Walking up the wall © NASA/KSC
Walking up the wall © NASA/KSC

Astronauts on the Moon would be working in reduced gravity – about one-sixth of what we feel on Earth. One way that NASA tried to replicate this experience was with this Reduced Gravity Walking Simulator. The puppetry-like suspension system kept astronauts in a horizontal position at the bottom of a long pendulum, which was designed so that the near-vertical ‘floor’ supported one-sixth of their weight.

As the astronauts walked, jumped and ran, researchers could study factors such as their speed, energy use and fatigue levels.
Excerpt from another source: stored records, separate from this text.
//! Resume section isolation.
//!
//! Heuristics that must only look at one section (employers in the work
//! history, degrees in the education block) slice it out by locating a
//! section header and the next known header after it. When no header is
//! found the full text is used and the caller's filters do the work.

use regex::Regex;

pub(crate) struct SectionPatterns {
    experience_header: Regex,
    experience_next: Regex,
    education_header: Regex,
    education_next: Regex,
}

impl SectionPatterns {
    pub(crate) fn new() -> Self {
        Self {
            experience_header: Regex::new(
                r"(?i)(?:work\s*experience|professional\s*experience|experience|employment|work\s*history)[ \t:]*\n",
            )
            .expect("valid regex"),
            experience_next: Regex::new(
                r"(?i)\n(?:education|skills|projects|certifications|achievements|awards|references|interests)",
            )
            .expect("valid regex"),
            education_header: Regex::new(r"(?i)education|academic|qualification|degree")
                .expect("valid regex"),
            education_next: Regex::new(
                r"(?i)\n(?:experience|work|employment|skill|project|certification)",
            )
            .expect("valid regex"),
        }
    }

    /// Slice of `text` holding the work-experience section, or all of `text`
    /// when no header is found.
    pub(crate) fn experience_section<'a>(&self, text: &'a str) -> &'a str {
        let Some(header) = self.experience_header.find(text) else {
            return text;
        };
        let rest = &text[header.end()..];
        match self.experience_next.find(rest) {
            Some(next) => &rest[..next.start()],
            None => rest,
        }
    }

    /// Slice of `text` from the education header onward, ending at the next
    /// known section. Falls back to all of `text`. Includes the header line
    /// itself so degree labels on it are captured.
    pub(crate) fn education_section<'a>(&self, text: &'a str) -> &'a str {
        let Some(header) = self.education_header.find(text) else {
            return text;
        };
        let rest = &text[header.start()..];
        match self.education_next.find(rest) {
            Some(next) => &rest[..next.start()],
            None => rest,
        }
    }
}
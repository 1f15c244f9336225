//! DOCX text, table, and hyperlink extraction.
//!
//! A DOCX file is a zip container; body and table text live in
//! `word/document.xml` and hyperlink targets in the relationship part
//! `word/_rels/document.xml.rels` (the visible text often omits the URL).

use std::io::{Cursor, Read};

use quick_xml::events::Event;
use quick_xml::Reader;
use zip::ZipArchive;

use crate::error::ExtractError;

pub(crate) fn extract_text(bytes: &[u8]) -> Result<String, ExtractError> {
    let mut archive =
        ZipArchive::new(Cursor::new(bytes)).map_err(|e| ExtractError::Docx(e.to_string()))?;

    let document_xml = read_part(&mut archive, "word/document.xml")
        .ok_or_else(|| ExtractError::Docx("missing word/document.xml".to_string()))?;
    let (body, tables) = body_and_table_text(&document_xml);

    // Hyperlink extraction is optional; a missing or malformed rels part
    // just means no appended URLs.
    let links = read_part(&mut archive, "word/_rels/document.xml.rels")
        .map(|xml| hyperlink_targets(&xml))
        .unwrap_or_default();

    Ok(super::assemble(&body, &tables, &links))
}

fn read_part(archive: &mut ZipArchive<Cursor<&[u8]>>, name: &str) -> Option<String> {
    let mut file = archive.by_name(name).ok()?;
    let mut content = String::new();
    file.read_to_string(&mut content).ok()?;
    Some(content)
}

/// Walk `document.xml` collecting run text (`w:t`), splitting paragraph and
/// table content. Tracks `w:tbl` nesting depth so table cell text lands in
/// the table blob, with cells space-joined and rows newline-terminated.
fn body_and_table_text(xml: &str) -> (String, String) {
    let mut reader = Reader::from_str(xml);
    let mut body = String::new();
    let mut tables = String::new();
    let mut table_depth = 0_usize;
    let mut in_run_text = false;

    loop {
        match reader.read_event() {
            Ok(Event::Start(ref e)) => match e.local_name().as_ref() {
                b"tbl" => table_depth += 1,
                b"t" => in_run_text = true,
                _ => {}
            },
            Ok(Event::End(ref e)) => match e.local_name().as_ref() {
                b"tbl" => table_depth = table_depth.saturating_sub(1),
                b"t" => in_run_text = false,
                b"p" if table_depth == 0 => body.push('\n'),
                b"tc" => tables.push(' '),
                b"tr" => tables.push('\n'),
                _ => {}
            },
            Ok(Event::Text(ref t)) if in_run_text => {
                if let Ok(text) = t.unescape() {
                    if table_depth > 0 {
                        tables.push_str(&text);
                    } else {
                        body.push_str(&text);
                    }
                }
            }
            Ok(Event::Eof) => break,
            Ok(_) => {}
            Err(e) => {
                // Malformed XML past this point: keep what was collected.
                tracing::warn!(error = %e, "DOCX body parse stopped early");
                break;
            }
        }
    }

    (body, tables)
}

/// Pull hyperlink targets from the relationships part.
fn hyperlink_targets(xml: &str) -> Vec<String> {
    let mut reader = Reader::from_str(xml);
    let mut targets = Vec::new();

    loop {
        match reader.read_event() {
            Ok(Event::Start(ref e) | Event::Empty(ref e))
                if e.local_name().as_ref() == b"Relationship" =>
            {
                let mut rel_type = None;
                let mut target = None;
                for attr in e.attributes().flatten() {
                    match attr.key.as_ref() {
                        b"Type" => rel_type = attr.unescape_value().ok().map(String::from),
                        b"Target" => target = attr.unescape_value().ok().map(String::from),
                        _ => {}
                    }
                }
                if rel_type.is_some_and(|t| t.contains("hyperlink")) {
                    if let Some(target) = target {
                        targets.push(target);
                    }
                }
            }
            Ok(Event::Eof) => break,
            Ok(_) => {}
            Err(e) => {
                tracing::warn!(error = %e, "DOCX relationships parse stopped early");
                break;
            }
        }
    }

    targets
}

#[cfg(test)]
mod tests {
    use super::*;

    const DOCUMENT_XML: &str = r#"<?xml version="1.0"?>
<w:document xmlns:w="http://schemas.openxmlformats.org/wordprocessingml/2006/main">
  <w:body>
    <w:p><w:r><w:t>Jane Doe</w:t></w:r></w:p>
    <w:p><w:r><w:t>Software Engineer at Acme Corp</w:t></w:r></w:p>
    <w:tbl>
      <w:tr>
        <w:tc><w:p><w:r><w:t>Python</w:t></w:r></w:p></w:tc>
        <w:tc><w:p><w:r><w:t>Django</w:t></w:r></w:p></w:tc>
      </w:tr>
    </w:tbl>
  </w:body>
</w:document>"#;

    const RELS_XML: &str = r#"<?xml version="1.0"?>
<Relationships xmlns="http://schemas.openxmlformats.org/package/2006/relationships">
  <Relationship Id="rId1" Type="http://schemas.openxmlformats.org/officeDocument/2006/relationships/hyperlink" Target="https://github.com/janedoe" TargetMode="External"/>
  <Relationship Id="rId2" Type="http://schemas.openxmlformats.org/officeDocument/2006/relationships/styles" Target="styles.xml"/>
</Relationships>"#;

    #[test]
    fn body_text_keeps_paragraph_lines() {
        let (body, _) = body_and_table_text(DOCUMENT_XML);
        assert!(body.contains("Jane Doe\n"));
        assert!(body.contains("Software Engineer at Acme Corp"));
    }

    #[test]
    fn table_text_is_separated_from_body() {
        let (body, tables) = body_and_table_text(DOCUMENT_XML);
        assert!(!body.contains("Python"));
        assert!(tables.contains("Python"));
        assert!(tables.contains("Django"));
    }

    #[test]
    fn hyperlink_targets_filters_to_hyperlink_rels() {
        let targets = hyperlink_targets(RELS_XML);
        assert_eq!(targets, vec!["https://github.com/janedoe".to_string()]);
    }

    #[test]
    fn malformed_xml_returns_partial_text() {
        let (body, _) = body_and_table_text("<w:p><w:t>Partial</w:t></w:p><broken");
        assert!(body.contains("Partial"));
    }
}
//! Employer name extraction from the work-experience section.
//!
//! Five ordered employment regex families capture explicit employer
//! mentions; tagged ORG entities supplement them only when the patterns
//! found fewer than five, and only with a year or title token nearby —
//! the co-occurrence filter that keeps tech vendors out.

use std::collections::HashSet;

use regex::Regex;

use crate::ner::{EntityLabel, EntityTagger};
use crate::truncate_chars;

const MAX_COMPANIES: usize = 10;
const NER_SUPPLEMENT_THRESHOLD: usize = 5;
const NER_SECTION_CHARS: usize = 3000;
const CONTEXT_CHARS: usize = 100;

/// Educational institutions and MOOC platforms are never employers.
const EDUCATION_EXCLUSIONS: [&str; 11] = [
    "university",
    "college",
    "school",
    "institute",
    "academy",
    "coursera",
    "udemy",
    "udacity",
    "edx",
    "hackerrank",
    "leetcode",
];

/// A captured string that is only a role word is a title, not a company.
const TITLE_WORDS: [&str; 7] = [
    "engineer",
    "developer",
    "manager",
    "analyst",
    "intern",
    "consultant",
    "designer",
];

const LEGAL_SUFFIXES: [&str; 10] = [
    "inc",
    "ltd",
    "corp",
    "llc",
    "pvt",
    "limited",
    "technologies",
    "solutions",
    "systems",
    "consulting",
];

pub(crate) struct CompanyPatterns {
    employment: Vec<Regex>,
    year_or_present: Regex,
    title_nearby: Regex,
}

impl CompanyPatterns {
    pub(crate) fn new() -> Self {
        let employment = [
            // "Software Engineer at Google" / "@ Google as Developer"
            r"(?im)(?:at|@)\s+([A-Z][A-Za-z0-9\s&.\-]+?)(?:\s*[,|\n\-–•]|\s+as\s+|\s+from\s+|\s+for\s+|\s*\()",
            // "Google | Software Engineer" / "Google - Senior Developer"
            r"(?im)^([A-Z][A-Za-z0-9\s&.\-]+?)\s*[|–\-•]\s*(?:software|senior|junior|lead|staff|principal|engineer|developer|manager|analyst|architect|intern|consultant)",
            // "Worked at Google" / "Employed by Microsoft"
            r"(?im)(?:worked\s+at|working\s+at|employed\s+at|employed\s+by|joined)\s+([A-Z][A-Za-z0-9\s&.\-]+?)(?:\s*[,.\n]|\s+as\s+|\s+in\s+)",
            // "Company: Google" / "Employer: Microsoft"
            r"(?im)(?:company|employer|organization)\s*[:\-]\s*([A-Z][A-Za-z0-9\s&.\-]+)",
            // "Google (Jan 2020 - Present)" — company followed by a date
            r"(?im)^([A-Z][A-Za-z0-9\s&.\-]+?)\s*\(?\s*(?:Jan|Feb|Mar|Apr|May|Jun|Jul|Aug|Sep|Oct|Nov|Dec|\d{4})",
        ]
        .iter()
        .map(|p| Regex::new(p).expect("valid regex"))
        .collect();

        Self {
            employment,
            year_or_present: Regex::new(r"(?i)\b(19|20)\d{2}\b|present|current")
                .expect("valid regex"),
            title_nearby: Regex::new(
                r"(?i)\b(engineer|developer|manager|analyst|lead|senior|junior)\b",
            )
            .expect("valid regex"),
        }
    }

    pub(crate) fn extract_companies(
        &self,
        experience_section: &str,
        tagger: Option<&dyn EntityTagger>,
    ) -> Vec<String> {
        let mut companies: Vec<String> = Vec::new();
        let mut seen: HashSet<String> = HashSet::new();

        for pattern in &self.employment {
            for captures in pattern.captures_iter(experience_section) {
                let Some(raw) = captures.get(1) else {
                    continue;
                };
                let Some(company) = normalize_company(raw.as_str()) else {
                    continue;
                };
                if seen.insert(company.clone()) {
                    companies.push(company);
                }
            }
        }

        if companies.len() < NER_SUPPLEMENT_THRESHOLD {
            if let Some(tagger) = tagger {
                self.supplement_from_orgs(experience_section, tagger, &mut companies, &mut seen);
            }
        }

        companies.truncate(MAX_COMPANIES);
        companies
    }

    /// Add tagged ORG spans that look like employers: multi-token or
    /// legal-suffixed, with a year or title word within 100 characters.
    fn supplement_from_orgs(
        &self,
        experience_section: &str,
        tagger: &dyn EntityTagger,
        companies: &mut Vec<String>,
        seen: &mut HashSet<String>,
    ) {
        let section = truncate_chars(experience_section, NER_SECTION_CHARS);
        for span in tagger.tag(section) {
            if span.label != EntityLabel::Org {
                continue;
            }
            let company = span.text.trim().to_string();
            let lower = company.to_lowercase();

            let word_count = company.split_whitespace().count();
            let has_suffix = LEGAL_SUFFIXES.iter().any(|s| lower.contains(s));
            if word_count < 2 && !has_suffix {
                continue;
            }
            if EDUCATION_EXCLUSIONS.iter().any(|e| lower.contains(e)) {
                continue;
            }

            let context = span_context(section, span.start, span.end);
            let near_date = self.year_or_present.is_match(context);
            let near_title = self.title_nearby.is_match(context);
            if (near_date || near_title) && seen.insert(company.clone()) {
                companies.push(company);
            }
        }
    }
}

/// Collapse whitespace, trim stray punctuation, and reject non-employer
/// shapes. Returns `None` when the capture should be discarded.
fn normalize_company(raw: &str) -> Option<String> {
    let collapsed = raw.split_whitespace().collect::<Vec<_>>().join(" ");
    let cleaned = collapsed.trim_matches([' ', '.', ',', '-']).to_string();

    if cleaned.len() < 3 || cleaned.len() > 50 {
        return None;
    }
    let lower = cleaned.to_lowercase();
    if EDUCATION_EXCLUSIONS.iter().any(|e| lower.contains(e)) {
        return None;
    }
    if TITLE_WORDS.iter().any(|t| lower.contains(t)) {
        return None;
    }
    if ["the ", "a ", "an ", "my ", "our "]
        .iter()
        .any(|prefix| lower.starts_with(prefix))
    {
        return None;
    }
    Some(cleaned)
}

/// Slice up to 100 characters either side of a span, on char boundaries.
fn span_context(text: &str, start: usize, end: usize) -> &str {
    let from = text[..start.min(text.len())]
        .char_indices()
        .rev()
        .nth(CONTEXT_CHARS.saturating_sub(1))
        .map_or(0, |(i, _)| i);
    let to = text[end.min(text.len())..]
        .char_indices()
        .nth(CONTEXT_CHARS)
        .map_or(text.len(), |(i, _)| end + i);
    &text[from..to]
}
The test subject here is working in a near-complete spacesuit so that engineers could learn more about the challenges of moonwalking with constrained movement, which helped them design suits that prevented astronauts from overheating on the Moon.

Discover how the Apollo missions came to pass:

Mock lunar surface – Manned Spacecraft Center (now the Johnson Space Center), Houston, Texas

One small practice step © NASA/JSC
One small practice step © NASA/JSC

Neil Armstrong and Buzz Aldrin would spend about two-and-a-half hours on the lunar surface during their Apollo 11 moonwalk, every minute of which was meticulously planned. In April 1969 – three months before their trip to the Moon – the astronauts donned their heavy spacesuits and carried out a dress rehearsal.

On a mock lunar surface, they planted the American flag, practised gathering rock and soil samples, and determined how and where they would deploy scientific instruments such as the Passive Seismic Experiment, designed to detect moonquakes. They also practised descending the Lunar Module’s ladder, with Armstrong rehearsing his famous “one small step” onto the Moon’s surface.

Desert survival – Reno, Nevada

Survival of the coolest © NASA/KSC
Survival of the coolest © NASA/KSC

One of the grand ironies of Apollo-era spaceflight was that the astronauts, all expert pilots, returned to Earth in a capsule that fell with little directional control. This meant that, in an emergency or due to some error, it was possible a mission could land a long way from its target spot in the ocean, perhaps even landing in one of the world’s deserts.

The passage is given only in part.